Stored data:
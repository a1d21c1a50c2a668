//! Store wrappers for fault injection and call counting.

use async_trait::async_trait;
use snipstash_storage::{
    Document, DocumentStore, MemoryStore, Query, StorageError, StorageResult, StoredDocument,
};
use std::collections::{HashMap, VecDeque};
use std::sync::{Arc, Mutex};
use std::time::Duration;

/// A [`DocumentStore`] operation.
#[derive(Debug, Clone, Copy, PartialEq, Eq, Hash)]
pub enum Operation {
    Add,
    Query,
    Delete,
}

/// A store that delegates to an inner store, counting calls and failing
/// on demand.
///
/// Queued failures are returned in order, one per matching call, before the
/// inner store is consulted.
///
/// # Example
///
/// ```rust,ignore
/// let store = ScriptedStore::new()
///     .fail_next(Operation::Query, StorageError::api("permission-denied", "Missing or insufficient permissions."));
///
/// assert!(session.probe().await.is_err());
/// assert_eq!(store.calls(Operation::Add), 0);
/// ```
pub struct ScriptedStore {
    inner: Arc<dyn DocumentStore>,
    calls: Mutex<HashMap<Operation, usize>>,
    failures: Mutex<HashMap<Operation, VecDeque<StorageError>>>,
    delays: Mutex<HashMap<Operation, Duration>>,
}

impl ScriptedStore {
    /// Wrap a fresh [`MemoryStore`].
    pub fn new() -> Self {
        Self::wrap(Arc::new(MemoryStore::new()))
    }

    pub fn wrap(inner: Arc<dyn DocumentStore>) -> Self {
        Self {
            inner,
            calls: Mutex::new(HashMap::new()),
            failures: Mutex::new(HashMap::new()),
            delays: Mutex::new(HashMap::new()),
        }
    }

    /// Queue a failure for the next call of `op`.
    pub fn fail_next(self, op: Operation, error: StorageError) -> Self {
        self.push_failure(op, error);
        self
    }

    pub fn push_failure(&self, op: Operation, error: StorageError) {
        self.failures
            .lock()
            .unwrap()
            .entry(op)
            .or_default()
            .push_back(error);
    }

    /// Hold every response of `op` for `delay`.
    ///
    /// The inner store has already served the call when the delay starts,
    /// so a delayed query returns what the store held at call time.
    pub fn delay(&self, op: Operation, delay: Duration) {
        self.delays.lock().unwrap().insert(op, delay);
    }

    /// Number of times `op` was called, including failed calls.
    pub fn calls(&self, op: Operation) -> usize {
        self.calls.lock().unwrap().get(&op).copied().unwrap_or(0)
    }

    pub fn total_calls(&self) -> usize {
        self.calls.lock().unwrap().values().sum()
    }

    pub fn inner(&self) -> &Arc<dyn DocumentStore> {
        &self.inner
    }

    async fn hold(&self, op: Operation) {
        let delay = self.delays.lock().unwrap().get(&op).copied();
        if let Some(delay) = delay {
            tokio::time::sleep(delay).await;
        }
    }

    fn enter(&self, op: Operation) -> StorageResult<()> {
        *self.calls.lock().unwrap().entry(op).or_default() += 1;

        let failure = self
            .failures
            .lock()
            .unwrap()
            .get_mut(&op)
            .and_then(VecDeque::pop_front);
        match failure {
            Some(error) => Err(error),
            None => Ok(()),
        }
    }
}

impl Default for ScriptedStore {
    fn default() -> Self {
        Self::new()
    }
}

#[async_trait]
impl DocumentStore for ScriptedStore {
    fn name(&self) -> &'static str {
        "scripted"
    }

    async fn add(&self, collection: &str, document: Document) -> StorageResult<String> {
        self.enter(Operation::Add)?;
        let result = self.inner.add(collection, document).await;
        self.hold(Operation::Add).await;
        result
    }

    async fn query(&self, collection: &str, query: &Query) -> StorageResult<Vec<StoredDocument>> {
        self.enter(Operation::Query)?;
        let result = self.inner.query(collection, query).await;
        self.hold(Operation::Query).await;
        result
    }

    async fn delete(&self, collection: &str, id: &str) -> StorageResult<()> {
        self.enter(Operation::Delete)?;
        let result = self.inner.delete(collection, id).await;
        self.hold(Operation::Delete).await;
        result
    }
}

--

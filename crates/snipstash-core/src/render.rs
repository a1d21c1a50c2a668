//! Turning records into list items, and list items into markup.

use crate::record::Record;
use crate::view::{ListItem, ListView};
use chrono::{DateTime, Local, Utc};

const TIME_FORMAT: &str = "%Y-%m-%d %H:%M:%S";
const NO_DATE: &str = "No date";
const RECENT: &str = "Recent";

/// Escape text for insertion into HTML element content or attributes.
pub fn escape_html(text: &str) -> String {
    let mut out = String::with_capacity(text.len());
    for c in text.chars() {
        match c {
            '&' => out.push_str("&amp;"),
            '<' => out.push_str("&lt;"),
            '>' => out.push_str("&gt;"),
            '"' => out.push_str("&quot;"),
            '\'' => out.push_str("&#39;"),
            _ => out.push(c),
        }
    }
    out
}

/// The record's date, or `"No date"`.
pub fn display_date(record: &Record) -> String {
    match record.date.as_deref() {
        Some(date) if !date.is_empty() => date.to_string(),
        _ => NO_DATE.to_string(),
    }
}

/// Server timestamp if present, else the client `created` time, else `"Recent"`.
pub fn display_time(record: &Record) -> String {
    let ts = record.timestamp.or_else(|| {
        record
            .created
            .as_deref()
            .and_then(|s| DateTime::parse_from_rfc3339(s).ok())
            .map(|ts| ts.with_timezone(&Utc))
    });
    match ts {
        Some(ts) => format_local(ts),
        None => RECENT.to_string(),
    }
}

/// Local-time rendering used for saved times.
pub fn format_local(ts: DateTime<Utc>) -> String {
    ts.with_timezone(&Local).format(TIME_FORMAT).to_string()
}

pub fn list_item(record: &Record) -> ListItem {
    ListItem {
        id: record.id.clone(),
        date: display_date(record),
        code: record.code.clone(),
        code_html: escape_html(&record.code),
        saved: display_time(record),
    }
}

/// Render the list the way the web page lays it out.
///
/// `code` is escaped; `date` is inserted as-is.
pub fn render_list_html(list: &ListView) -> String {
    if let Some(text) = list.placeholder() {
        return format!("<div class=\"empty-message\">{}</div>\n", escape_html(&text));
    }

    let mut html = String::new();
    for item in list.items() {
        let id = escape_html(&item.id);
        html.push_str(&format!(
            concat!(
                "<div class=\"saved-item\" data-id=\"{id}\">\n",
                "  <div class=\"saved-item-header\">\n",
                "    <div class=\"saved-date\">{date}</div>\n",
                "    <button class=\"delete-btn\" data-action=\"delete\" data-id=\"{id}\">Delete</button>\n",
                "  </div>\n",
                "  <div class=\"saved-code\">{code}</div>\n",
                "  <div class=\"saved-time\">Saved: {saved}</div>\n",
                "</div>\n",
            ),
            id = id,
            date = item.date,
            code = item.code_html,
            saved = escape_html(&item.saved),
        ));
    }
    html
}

* * *

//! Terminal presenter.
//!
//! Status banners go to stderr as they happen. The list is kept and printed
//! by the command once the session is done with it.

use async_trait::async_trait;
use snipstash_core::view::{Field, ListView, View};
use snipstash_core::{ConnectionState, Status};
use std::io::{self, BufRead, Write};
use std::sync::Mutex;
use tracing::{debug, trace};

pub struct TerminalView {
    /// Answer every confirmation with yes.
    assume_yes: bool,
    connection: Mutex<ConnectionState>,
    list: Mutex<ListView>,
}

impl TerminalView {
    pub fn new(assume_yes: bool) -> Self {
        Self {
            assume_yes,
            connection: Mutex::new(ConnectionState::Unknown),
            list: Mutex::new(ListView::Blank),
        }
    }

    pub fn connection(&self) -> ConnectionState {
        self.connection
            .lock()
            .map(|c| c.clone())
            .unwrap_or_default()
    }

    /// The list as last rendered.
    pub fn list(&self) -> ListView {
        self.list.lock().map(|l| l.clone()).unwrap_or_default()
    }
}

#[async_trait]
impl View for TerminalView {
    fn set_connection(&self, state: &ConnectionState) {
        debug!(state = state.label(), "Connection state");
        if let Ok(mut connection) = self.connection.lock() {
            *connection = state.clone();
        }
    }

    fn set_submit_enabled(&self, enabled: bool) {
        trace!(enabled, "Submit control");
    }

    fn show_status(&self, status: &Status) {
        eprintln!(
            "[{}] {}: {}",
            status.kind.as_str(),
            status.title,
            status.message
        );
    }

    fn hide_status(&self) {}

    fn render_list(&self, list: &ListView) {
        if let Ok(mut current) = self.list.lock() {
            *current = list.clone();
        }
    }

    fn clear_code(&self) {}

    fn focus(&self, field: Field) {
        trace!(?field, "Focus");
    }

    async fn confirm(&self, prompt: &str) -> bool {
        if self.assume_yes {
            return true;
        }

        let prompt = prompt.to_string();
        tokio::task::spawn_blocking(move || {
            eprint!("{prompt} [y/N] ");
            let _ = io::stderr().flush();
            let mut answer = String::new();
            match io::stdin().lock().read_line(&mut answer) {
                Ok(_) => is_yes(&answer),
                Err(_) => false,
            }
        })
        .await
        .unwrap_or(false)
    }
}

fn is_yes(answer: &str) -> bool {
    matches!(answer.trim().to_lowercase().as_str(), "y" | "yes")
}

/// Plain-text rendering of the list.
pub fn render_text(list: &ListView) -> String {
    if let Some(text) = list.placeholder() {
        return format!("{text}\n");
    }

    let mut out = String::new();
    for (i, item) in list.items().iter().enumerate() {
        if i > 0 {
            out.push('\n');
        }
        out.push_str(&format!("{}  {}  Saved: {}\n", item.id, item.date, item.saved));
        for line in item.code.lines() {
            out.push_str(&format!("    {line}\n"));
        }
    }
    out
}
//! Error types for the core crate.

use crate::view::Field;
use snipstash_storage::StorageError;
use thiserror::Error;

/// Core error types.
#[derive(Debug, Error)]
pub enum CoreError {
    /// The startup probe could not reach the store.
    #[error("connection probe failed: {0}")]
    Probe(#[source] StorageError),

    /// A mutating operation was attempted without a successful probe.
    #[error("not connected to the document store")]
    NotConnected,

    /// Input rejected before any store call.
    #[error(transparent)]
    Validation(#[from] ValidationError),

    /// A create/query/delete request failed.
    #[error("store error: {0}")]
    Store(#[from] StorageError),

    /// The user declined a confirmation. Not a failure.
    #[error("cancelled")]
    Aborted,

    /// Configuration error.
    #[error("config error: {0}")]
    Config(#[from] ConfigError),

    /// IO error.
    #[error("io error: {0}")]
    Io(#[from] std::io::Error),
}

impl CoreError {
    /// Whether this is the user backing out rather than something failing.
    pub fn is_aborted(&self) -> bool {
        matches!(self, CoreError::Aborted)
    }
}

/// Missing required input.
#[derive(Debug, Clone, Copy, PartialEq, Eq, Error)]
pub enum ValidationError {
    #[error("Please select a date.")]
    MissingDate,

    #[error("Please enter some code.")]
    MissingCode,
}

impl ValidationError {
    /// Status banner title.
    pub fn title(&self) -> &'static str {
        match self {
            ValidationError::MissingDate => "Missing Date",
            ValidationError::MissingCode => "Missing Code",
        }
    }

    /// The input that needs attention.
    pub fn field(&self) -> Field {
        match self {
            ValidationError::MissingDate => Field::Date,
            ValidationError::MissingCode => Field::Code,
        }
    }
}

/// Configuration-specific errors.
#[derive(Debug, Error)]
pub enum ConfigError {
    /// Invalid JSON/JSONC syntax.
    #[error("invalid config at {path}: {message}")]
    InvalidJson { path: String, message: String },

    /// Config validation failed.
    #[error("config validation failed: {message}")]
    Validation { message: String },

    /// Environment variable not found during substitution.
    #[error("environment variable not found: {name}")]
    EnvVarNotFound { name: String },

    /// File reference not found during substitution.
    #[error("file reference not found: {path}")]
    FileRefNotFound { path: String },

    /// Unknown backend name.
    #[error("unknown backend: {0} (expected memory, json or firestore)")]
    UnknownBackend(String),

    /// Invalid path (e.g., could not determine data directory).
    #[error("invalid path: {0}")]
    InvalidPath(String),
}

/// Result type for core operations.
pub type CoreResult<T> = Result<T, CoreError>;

> _Your objective_: The entries above hold the needed span. Transcribe exactly the lines from the one with "including failed calls." to the one with "impl Default for", both included.

> _Reply_:
    /// Number of times `op` was called, including failed calls.
    pub fn calls(&self, op: Operation) -> usize {
        self.calls.lock().unwrap().get(&op).copied().unwrap_or(0)
    }

    pub fn total_calls(&self) -> usize {
        self.calls.lock().unwrap().values().sum()
    }

    pub fn inner(&self) -> &Arc<dyn DocumentStore> {
        &self.inner
    }

    async fn hold(&self, op: Operation) {
        let delay = self.delays.lock().unwrap().get(&op).copied();
        if let Some(delay) = delay {
            tokio::time::sleep(delay).await;
        }
    }

    fn enter(&self, op: Operation) -> StorageResult<()> {
        *self.calls.lock().unwrap().entry(op).or_default() += 1;

        let failure = self
            .failures
            .lock()
            .unwrap()
            .get_mut(&op)
            .and_then(VecDeque::pop_front);
        match failure {
            Some(error) => Err(error),
            None => Ok(()),
        }
    }
}

impl Default for ScriptedStore {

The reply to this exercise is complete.